Getting Started with Apache Cassandra on Windows the Easy Way

By Robin Schumacher -  January 31, 2012 | 10 Comments

By Robin Schumacher | January 31, 2012

Many architects and developers today are targeting Apache Cassandra as the underlying database because of its ability to easily scale and perform fast under extreme workloads. Developers like the fact that no modifications are required on their part if the application is initially written to just use one Cassandra node, but grows into hundreds in the future.

According to industry analysts such as Evans Data, Microsoft Windows remains the number one platform used by developers to write code and test their work (although Mac has recently been challenging that ranking). Many times developers need a complete environment to do their work, and this translates into having a full functioning copy of the database their application will target running on their Windows workstation or laptop.

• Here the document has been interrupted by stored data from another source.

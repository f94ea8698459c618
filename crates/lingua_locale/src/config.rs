//! Locale configuration (`lingua.toml`)

use std::path::{Path, PathBuf};

use serde::{Deserialize, Serialize};

use crate::collate::CollationStrength;
use crate::format::FormatPolicy;
use crate::LocaleError;

/// Top-level configuration.
#[derive(Clone, Debug, PartialEq, Deserialize, Serialize)]
pub struct LocaleConfig {
    /// Language code seeding the default locale. Empty means the
    /// process-wide locale detected from the environment.
    #[serde(default)]
    pub default_locale: String,
    /// Display language used when a catalog lacks a name
    #[serde(default = "default_fallback_display")]
    pub fallback_display: String,
    #[serde(default)]
    pub format_policy: FormatPolicy,
    /// Extra YAML name catalogs, `<display-language>.yaml`
    #[serde(default)]
    pub catalogs: Vec<PathBuf>,
    #[serde(default)]
    pub collation: CollationConfig,
}

fn default_fallback_display() -> String {
    "en".to_string()
}

impl Default for LocaleConfig {
    fn default() -> Self {
        Self {
            default_locale: String::new(),
            fallback_display: default_fallback_display(),
            format_policy: FormatPolicy::default(),
            catalogs: Vec::new(),
            collation: CollationConfig::default(),
        }
    }
}

/// Collation settings
#[derive(Clone, Debug, Default, PartialEq, Eq, Deserialize, Serialize)]
pub struct CollationConfig {
    #[serde(default)]
    pub strength: CollationStrength,
}

impl LocaleConfig {
    pub fn from_toml_str(src: &str) -> Result<Self, LocaleError> {
        Ok(toml::from_str(src)?)
    }

    /// Load a config file. Relative catalog paths are resolved against the
    /// file's directory.
    pub fn load(path: &Path) -> Result<Self, LocaleError> {
        let content = std::fs::read_to_string(path).map_err(|source| LocaleError::Io {
            path: path.to_path_buf(),
            source,
        })?;
        let mut config = Self::from_toml_str(&content)?;

        if let Some(dir) = path.parent() {
            for catalog in &mut config.catalogs {
                if catalog.is_relative() {
                    *catalog = dir.join(&*catalog);
                }
            }
        }
        Ok(config)
    }

    /// Serialize to TOML string
    pub fn to_toml(&self) -> Result<String, LocaleError> {
        Ok(toml::to_string_pretty(self)?)
    }
}
#[cfg(test)]
mod tests {
    use super::*;
    use pretty_assertions::assert_eq;

    fn loc(language: &str, region: &str) -> ResolvedLocale {
        ResolvedLocale::new(language, region)
    }

    #[test]
    fn parse_yaml_and_lookup() {
        let src = r#"
languages:
  en: English
  PT: Portuguese
regions:
  us: United States
"#;
        let cat = NameCatalog::parse(src).unwrap();
        assert_eq!(cat.language("en"), Some("English"));
        assert_eq!(cat.language("EN"), Some("English"));
        assert_eq!(cat.language("pt"), Some("Portuguese"));
        assert_eq!(cat.region("US"), Some("United States"));
        assert_eq!(cat.region("us"), Some("United States"));
        assert_eq!(cat.len(), 3);
    }

    #[test]
    fn empty_document_is_empty_catalog() {
        assert!(NameCatalog::parse("").unwrap().is_empty());
        assert!(NameCatalog::parse("languages:\n").unwrap().is_empty());
    }

    #[test]
    fn rejects_unknown_sections_and_bad_values() {
        let err = NameCatalog::parse("currencies:\n  USD: Dollar\n").unwrap_err();
        assert!(matches!(err, CatalogParseError::Yaml(_)));

        let err = NameCatalog::parse("languages:\n  en: 12\n").unwrap_err();
        assert!(matches!(err, CatalogParseError::Entry { section: "languages", .. }));

        let err = NameCatalog::parse("regions:\n  bad key: x\n").unwrap_err();
        assert!(matches!(err, CatalogParseError::Entry { section: "regions", .. }));

        let err = NameCatalog::parse("languages: [en, fr]\n").unwrap_err();
        assert!(matches!(err, CatalogParseError::Yaml(_)));
    }

    #[test]
    fn value_length_is_limited() {
        let src = format!("languages:\n  en: {}\n", "a".repeat(MAX_VALUE_BYTES + 1));
        let err = NameCatalog::parse(&src).unwrap_err();
        assert!(matches!(err, CatalogParseError::Entry { .. }));
    }

    #[test]
    fn builtin_catalogs_all_parse() {
        for (lang, src) in BUILTIN_CATALOGS {
            let cat = NameCatalog::parse(src).unwrap_or_else(|e| panic!("{lang}: {e}"));
            assert!(cat.language(lang).is_some(), "{lang} should name itself");
        }
        assert!(!NameCatalog::parse(BUILTIN_AUTONYMS).unwrap().is_empty());
        assert_eq!(
            CatalogNames::builtin().display_languages(),
            vec!["de", "en", "es", "fr", "ko"]
        );
    }

    #[test]
    fn language_names_follow_display_language() {
        let names = CatalogNames::builtin();
        assert_eq!(names.language_name(&loc("en", ""), &loc("en", "")), "English");
        assert_eq!(names.language_name(&loc("en", ""), &loc("de", "")), "Englisch");
        assert_eq!(names.language_name(&loc("es", ""), &loc("es", "")), "español");
        assert_eq!(names.language_name(&loc("EN", ""), &loc("FR", "")), "anglais");
    }

    #[test]
    fn autonym_used_when_display_has_no_catalog() {
        let names = CatalogNames::builtin();
        assert_eq!(names.language_name(&loc("ja", ""), &loc("ja", "")), "日本語");
        // Another display language without a catalog uses the fallback.
        assert_eq!(names.language_name(&loc("ko", ""), &loc("ja", "")), "Korean");
    }

    #[test]
    fn unknown_codes_fall_through() {
        let names = CatalogNames::builtin();
        assert_eq!(names.language_name(&loc("XX", ""), &loc("en", "")), "xx");
        assert_eq!(names.region_name(&loc("en", "zz"), &loc("en", "")), "ZZ");
        assert_eq!(names.region_name(&loc("en", ""), &loc("en", "")), "");
    }

    #[test]
    fn region_names_follow_display_language() {
        let names = CatalogNames::builtin();
        assert_eq!(names.region_name(&loc("en", "us"), &loc("en", "")), "United States");
        assert_eq!(
            names.region_name(&loc("en", "US"), &loc("de", "")),
            "Vereinigte Staaten"
        );
    }

    #[test]
    fn region_names_use_fallback_catalog() {
        let names = CatalogNames::builtin();
        // No Japanese catalog: the English fallback names the region.
        assert_eq!(names.region_name(&loc("en", "us"), &loc("ja", "")), "United States");

        let names = CatalogNames::builtin().with_fallback("fr");
        assert_eq!(names.region_name(&loc("pt", "br"), &loc("ja", "")), "Brésil");
    }

    #[test]
    fn loaded_catalog_overrides_builtin() {
        let mut names = CatalogNames::builtin();
        names
            .load_catalog_str("en", "languages:\n  en: British English\n  eo: Esperanto\n")
            .unwrap();
        assert_eq!(names.language_name(&loc("en", ""), &loc("en", "")), "British English");
        assert_eq!(names.language_name(&loc("eo", ""), &loc("en", "")), "Esperanto");
        // Untouched entries survive the merge.
        assert_eq!(names.language_name(&loc("fr", ""), &loc("en", "")), "French");
    }

    #[test]
    fn custom_fallback_catalog() {
        let names = CatalogNames::builtin().with_fallback("DE");
        assert_eq!(names.fallback(), "de");
        assert_eq!(names.language_name(&loc("fr", ""), &loc("ja", "")), "Französisch");
    }

    #[test]
    fn empty_names_use_raw_codes() {
        let names = CatalogNames::empty();
        assert_eq!(names.language_name(&loc("en", "gb"), &loc("en", "")), "en");
        assert_eq!(names.region_name(&loc("en", "gb"), &loc("en", "")), "GB");
    }
}
//! Lingua CLI
//!
//! Commands:
//! - `lingua label <code>`: label for one language code
//! - `lingua list <codes>...`: collation-sorted labels with their codes
//! - `lingua details <codes>...`: each language named in itself
//! - `lingua same <code>`: whether a code matches the current language
//! - `lingua resolve [code]`: show how a code resolves

use anyhow::{Context, Result};
use clap::{Parser, Subcommand};
use std::path::PathBuf;
use tracing::debug;
use tracing_subscriber::EnvFilter;

use lingua_locale::{LocaleConfig, LocaleManager, ResolvedLocale};

#[derive(Parser)]
#[command(name = "lingua")]
#[command(author, version, about = "Resolve language codes and print localized language labels")]
struct Cli {
    /// Path to a lingua.toml config file
    #[arg(short, long, global = true)]
    config: Option<PathBuf>,

    /// Override the default locale (e.g. `en_us`)
    #[arg(short, long, global = true)]
    locale: Option<String>,

    /// Enable verbose output
    #[arg(short, long, global = true)]
    verbose: bool,

    #[command(subcommand)]
    command: Commands,
}

#[derive(Subcommand)]
enum Commands {
    /// Print the display label of a language code
    Label {
        code: String,

        /// Language the label is written in (defaults to the current locale)
        #[arg(short, long)]
        display: Option<String>,
    },

    /// Print labels sorted for a viewer, one `label<TAB>code` per line
    List {
        #[arg(required = true)]
        codes: Vec<String>,

        /// Locale used for both label text and sort order
        #[arg(short, long)]
        sort: Option<String>,
    },

    /// Print each language's name in that language
    Details {
        #[arg(required = true)]
        codes: Vec<String>,
    },

    /// Print whether a code names the current language
    Same { code: String },

    /// Show the language and region a code resolves to
    Resolve { code: Option<String> },
}

fn init_logging(verbose: bool) {
    let default = if verbose { "debug" } else { "warn" };
    let filter = EnvFilter::try_from_default_env().unwrap_or_else(|_| EnvFilter::new(default));
    tracing_subscriber::fmt()
        .with_env_filter(filter)
        .with_writer(std::io::stderr)
        .init();
}

fn load_config(cli: &Cli) -> Result<LocaleConfig> {
    let mut config = match &cli.config {
        Some(path) => LocaleConfig::load(path)
            .with_context(|| format!("Failed to load {}", path.display()))?,
        None => LocaleConfig::default(),
    };
    if let Some(locale) = &cli.locale {
        config.default_locale = locale.clone();
    }
    Ok(config)
}

fn main() -> Result<()> {
    let cli = Cli::parse();
    init_logging(cli.verbose);

    let config = load_config(&cli)?;
    let manager = LocaleManager::from_config(&config).context("Failed to set up locales")?;
    debug!(locale = %manager.current_locale(), "lingua started");

    let viewer = |code: &Option<String>| -> ResolvedLocale { manager.resolve(code.as_deref()) };

    match &cli.command {
        Commands::Label { code, display } => {
            println!("{}", manager.language_label(code, &viewer(display)));
        }

        Commands::List { codes, sort } => {
            let sort_locale = viewer(sort);
            if let Some(list) = manager.sorted_labels(codes.as_slice(), &sort_locale) {
                for (label, code) in list.iter() {
                    println!("{label}\t{code}");
                }
            }
        }

        Commands::Details { codes } => {
            for detail in manager.detail_labels(codes.as_slice()).unwrap_or_default() {
                println!("{detail}");
            }
        }

        Commands::Same { code } => {
            println!("{}", manager.is_same_language(code));
        }

        Commands::Resolve { code } => {
            let loc = manager.resolve(code.as_deref());
            println!("language: {}", loc.language());
            println!("region:   {}", loc.region());
            println!("tag:      {}", loc.to_tag());
        }
    }

    Ok(())
}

For those wanting to develop against Apache Cassandra on Windows, this article will show you how to easily install, setup, and manage/monitor Apache Cassandra on a Windows machine.

Download the Software

The first step is to download the software you’ll need for your Windows machine. In the past, getting Apache Cassandra and all its utilities and management software on Windows wasn’t that easy, but that’s now a thing of the past since DataStax introduced its free Windows installer.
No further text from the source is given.